[Source data]
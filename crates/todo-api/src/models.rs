//! Todo Models
//!
//! Records as the remote collection serves them.

use serde::{Deserialize, Serialize};

use crate::error::{ApiError, Result};

/// A to-do record
#[derive(Debug, Clone, PartialEq, Eq, Serialize, Deserialize)]
pub struct Todo {
    pub id: u32,
    pub title: String,
    #[serde(default)]
    pub completed: bool,
}

impl Todo {
    pub fn new(id: u32, title: impl Into<String>) -> Self {
        Self {
            id,
            title: title.into(),
            completed: false,
        }
    }

    /// Copy of this record with a new title
    pub fn with_title(&self, title: impl Into<String>) -> Self {
        Self {
            title: title.into(),
            ..self.clone()
        }
    }

    /// Copy of this record with the completion flag flipped
    pub fn toggled(&self) -> Self {
        Self {
            completed: !self.completed,
            ..self.clone()
        }
    }
}

/// Body of a create request
#[derive(Debug, Clone, PartialEq, Eq, Serialize)]
pub struct NewTodo {
    pub title: String,
    pub completed: bool,
}

impl NewTodo {
    /// Trims the title; blank titles are rejected.
    pub fn new(title: &str) -> Result<Self> {
        let title = title.trim();
        if title.is_empty() {
            return Err(ApiError::EmptyTitle);
        }
        Ok(Self {
            title: title.to_string(),
            completed: false,
        })
    }
}
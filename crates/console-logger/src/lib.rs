//! Console Logger
//!
//! A `tracing-subscriber` fmt subscriber for wasm32 that sends every event to
//! the browser console at the matching level.

use std::io;

use thiserror::Error;
use tracing::{Level, Metadata};
use tracing_subscriber::fmt::MakeWriter;
use wasm_bindgen::JsValue;

#[derive(Error, Debug)]
pub enum LoggerError {
    #[error("Logger already initialized: {0}")]
    AlreadyInitialized(String),
}

/// Install the global subscriber. Call once at startup.
pub fn init_logger(max_level: Level) -> Result<(), LoggerError> {
    tracing_subscriber::fmt()
        .with_writer(ConsoleMakeWriter)
        .with_ansi(false)
        .with_target(true)
        // no system clock on wasm32-unknown-unknown
        .without_time()
        .with_max_level(max_level)
        .try_init()
        .map_err(|e| LoggerError::AlreadyInitialized(e.to_string()))
}

/// Browser console method an event is routed to
#[derive(Debug, Clone, Copy, PartialEq, Eq)]
pub enum ConsoleMethod {
    Error,
    Warn,
    Info,
    Debug,
}

impl From<&Level> for ConsoleMethod {
    fn from(level: &Level) -> Self {
        match *level {
            Level::ERROR => ConsoleMethod::Error,
            Level::WARN => ConsoleMethod::Warn,
            Level::INFO => ConsoleMethod::Info,
            _ => ConsoleMethod::Debug,
        }
    }
}

impl ConsoleMethod {
    fn emit(self, message: &str) {
        let value = JsValue::from_str(message);
        match self {
            ConsoleMethod::Error => web_sys::console::error_1(&value),
            ConsoleMethod::Warn => web_sys::console::warn_1(&value),
            ConsoleMethod::Info => web_sys::console::info_1(&value),
            ConsoleMethod::Debug => web_sys::console::debug_1(&value),
        }
    }
}

#[derive(Debug, Clone, Copy, Default)]
pub struct ConsoleMakeWriter;

impl<'a> MakeWriter<'a> for ConsoleMakeWriter {
    type Writer = ConsoleWriter;

    fn make_writer(&'a self) -> Self::Writer {
        ConsoleWriter::new(ConsoleMethod::Info)
    }

    fn make_writer_for(&'a self, meta: &Metadata<'_>) -> Self::Writer {
        ConsoleWriter::new(meta.level().into())
    }
}

/// Buffers one formatted event and flushes it to the console on drop
#[derive(Debug)]
pub struct ConsoleWriter {
    method: ConsoleMethod,
    buf: Vec<u8>,
}

impl ConsoleWriter {
    fn new(method: ConsoleMethod) -> Self {
        Self {
            method,
            buf: Vec::new(),
        }
    }

    /// Drain the buffered event, minus the trailing newline fmt appends
    fn take_message(&mut self) -> Option<String> {
        if self.buf.is_empty() {
            return None;
        }
        let bytes = std::mem::take(&mut self.buf);
        let text = String::from_utf8_lossy(&bytes);
        Some(text.trim_end().to_string())
    }
}

impl io::Write for ConsoleWriter {
    fn write(&mut self, data: &[u8]) -> io::Result<usize> {
        self.buf.extend_from_slice(data);
        Ok(data.len())
    }

    fn flush(&mut self) -> io::Result<()> {
        Ok(())
    }
}

impl Drop for ConsoleWriter {
    fn drop(&mut self) {
        if let Some(message) = self.take_message() {
            self.method.emit(&message);
        }
    }
}
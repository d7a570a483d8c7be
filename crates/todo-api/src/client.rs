//! REST Client
//!
//! CRUD calls against `{base}/todos`.

use reqwest::{Response, StatusCode};
use tracing::debug;

use crate::error::{ApiError, Result};
use crate::models::{NewTodo, Todo};

/// Public placeholder service the app talks to by default
pub const DEFAULT_BASE_URL: &str = "https://jsonplaceholder.typicode.com";

#[derive(Debug, Clone)]
pub struct TodoClient {
    http: reqwest::Client,
    base_url: String,
}

impl Default for TodoClient {
    fn default() -> Self {
        Self::new(DEFAULT_BASE_URL)
    }
}

impl TodoClient {
    pub fn new(base_url: impl Into<String>) -> Self {
        let base_url = base_url.into().trim_end_matches('/').to_string();
        Self {
            http: reqwest::Client::new(),
            base_url,
        }
    }

    pub fn base_url(&self) -> &str {
        &self.base_url
    }

    pub fn collection_url(&self) -> String {
        format!("{}/todos", self.base_url)
    }

    pub fn item_url(&self, id: u32) -> String {
        format!("{}/todos/{}", self.base_url, id)
    }

    /// Fetch the whole collection
    pub async fn list(&self) -> Result<Vec<Todo>> {
        let url = self.collection_url();
        debug!(%url, "GET todos");
        let resp = self.http.get(&url).send().await?;
        let todos: Vec<Todo> = check_status(resp, &url)?.json().await?;
        debug!(count = todos.len(), "fetched todos");
        Ok(todos)
    }

    /// Fetch one record; `None` when the server has no such id
    pub async fn get(&self, id: u32) -> Result<Option<Todo>> {
        let url = self.item_url(id);
        debug!(%url, "GET todo");
        let resp = self.http.get(&url).send().await?;
        if resp.status() == StatusCode::NOT_FOUND {
            return Ok(None);
        }
        let todo = check_status(resp, &url)?.json().await?;
        Ok(Some(todo))
    }

    pub async fn create(&self, title: &str) -> Result<Todo> {
        let body = NewTodo::new(title)?;
        let url = self.collection_url();
        debug!(%url, title = %body.title, "POST todo");
        let resp = self.http.post(&url).json(&body).send().await?;
        let created = check_status(resp, &url)?.json().await?;
        Ok(created)
    }

    /// Replace a record with `todo` and return what the server stored
    pub async fn update(&self, todo: &Todo) -> Result<Todo> {
        let url = self.item_url(todo.id);
        debug!(%url, "PUT todo");
        let resp = self.http.put(&url).json(todo).send().await?;
        let updated = check_status(resp, &url)?.json().await?;
        Ok(updated)
    }

    pub async fn delete(&self, id: u32) -> Result<()> {
        let url = self.item_url(id);
        debug!(%url, "DELETE todo");
        let resp = self.http.delete(&url).send().await?;
        check_status(resp, &url)?;
        Ok(())
    }
}

fn check_status(resp: Response, url: &str) -> Result<Response> {
    let status = resp.status();
    if status.is_success() {
        Ok(resp)
    } else {
        Err(ApiError::Status {
            status: status.as_u16(),
            url: url.to_string(),
        })
    }
}

/// Parse an id taken from a route parameter
pub fn parse_id(raw: &str) -> Result<u32> {
    raw.trim()
        .parse::<u32>()
        .map_err(|_| ApiError::InvalidId(raw.to_string()))
}

#[cfg(test)]
mod tests {
    use super::*;

    #[test]
    fn test_urls_ignore_trailing_slash() {
        let client = TodoClient::new("http://localhost:3000//");
        assert_eq!(client.base_url(), "http://localhost:3000");
        assert_eq!(client.collection_url(), "http://localhost:3000/todos");
        assert_eq!(client.item_url(42), "http://localhost:3000/todos/42");
    }

    #[test]
    fn test_default_points_at_placeholder_service() {
        let client = TodoClient::default();
        assert_eq!(client.collection_url(), "https://jsonplaceholder.typicode.com/todos");
    }

    #[test]
    fn test_parse_id() {
        assert_eq!(parse_id("12").unwrap(), 12);
        assert_eq!(parse_id(" 7 ").unwrap(), 7);
        assert!(matches!(parse_id(""), Err(ApiError::InvalidId(_))));
        assert!(matches!(parse_id("abc"), Err(ApiError::InvalidId(_))));
        assert!(matches!(parse_id("-1"), Err(ApiError::InvalidId(_))));
    }
}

Goal of the exercise — The word "await" may appear in lines of the entries. State how many lines hold it, as a number alone.

Exercise output — 9